_Work instruction_: Transcribe only part of the material below: the lines from the one containing "merge_grants(role_grants.into_iter().flatten())" through the one containing "and are dropped.", inclusive, exactly as written.
━━━ Exercise inputs ━━━
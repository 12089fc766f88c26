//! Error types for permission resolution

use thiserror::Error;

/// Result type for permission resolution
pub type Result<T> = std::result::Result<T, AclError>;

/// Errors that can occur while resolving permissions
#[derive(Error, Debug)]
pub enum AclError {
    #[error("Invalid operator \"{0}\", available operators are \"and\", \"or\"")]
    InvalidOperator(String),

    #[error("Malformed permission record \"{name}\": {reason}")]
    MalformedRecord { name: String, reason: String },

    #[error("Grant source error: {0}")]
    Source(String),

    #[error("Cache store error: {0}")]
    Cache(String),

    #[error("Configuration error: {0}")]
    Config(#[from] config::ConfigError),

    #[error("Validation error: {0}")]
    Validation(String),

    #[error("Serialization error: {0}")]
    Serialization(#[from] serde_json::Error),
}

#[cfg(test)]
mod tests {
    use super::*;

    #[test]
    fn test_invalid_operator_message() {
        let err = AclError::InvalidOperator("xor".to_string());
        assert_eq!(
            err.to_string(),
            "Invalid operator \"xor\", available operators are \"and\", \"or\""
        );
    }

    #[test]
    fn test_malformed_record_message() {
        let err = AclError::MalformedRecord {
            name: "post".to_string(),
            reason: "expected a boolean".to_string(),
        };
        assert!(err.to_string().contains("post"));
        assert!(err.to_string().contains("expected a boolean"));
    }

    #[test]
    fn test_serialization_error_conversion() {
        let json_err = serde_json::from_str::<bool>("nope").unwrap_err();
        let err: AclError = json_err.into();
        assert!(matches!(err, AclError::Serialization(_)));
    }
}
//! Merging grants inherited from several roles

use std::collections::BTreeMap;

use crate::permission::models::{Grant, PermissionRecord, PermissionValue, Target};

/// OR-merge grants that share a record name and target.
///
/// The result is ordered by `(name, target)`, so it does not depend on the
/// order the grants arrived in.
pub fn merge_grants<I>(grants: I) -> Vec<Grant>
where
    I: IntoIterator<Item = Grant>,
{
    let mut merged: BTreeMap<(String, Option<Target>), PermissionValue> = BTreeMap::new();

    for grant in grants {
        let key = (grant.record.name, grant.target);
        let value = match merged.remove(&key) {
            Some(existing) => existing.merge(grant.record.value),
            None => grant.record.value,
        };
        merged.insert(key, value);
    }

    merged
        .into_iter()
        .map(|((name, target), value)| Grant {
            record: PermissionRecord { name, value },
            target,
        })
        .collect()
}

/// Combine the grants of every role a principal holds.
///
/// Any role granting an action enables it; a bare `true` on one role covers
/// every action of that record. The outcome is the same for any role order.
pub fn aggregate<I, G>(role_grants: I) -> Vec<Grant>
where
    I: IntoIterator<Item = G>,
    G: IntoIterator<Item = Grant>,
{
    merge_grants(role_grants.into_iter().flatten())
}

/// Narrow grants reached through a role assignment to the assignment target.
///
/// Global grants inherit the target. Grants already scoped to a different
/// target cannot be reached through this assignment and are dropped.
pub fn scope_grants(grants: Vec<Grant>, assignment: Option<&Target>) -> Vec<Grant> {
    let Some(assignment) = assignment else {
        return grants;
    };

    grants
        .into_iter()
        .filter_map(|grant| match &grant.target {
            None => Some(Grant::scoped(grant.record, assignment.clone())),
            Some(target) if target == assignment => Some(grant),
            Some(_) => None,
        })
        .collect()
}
━━━
_Problem solution_:
    merge_grants(role_grants.into_iter().flatten())
}

/// Narrow grants reached through a role assignment to the assignment target.
///
/// Global grants inherit the target. Grants already scoped to a different
/// target cannot be reached through this assignment and are dropped.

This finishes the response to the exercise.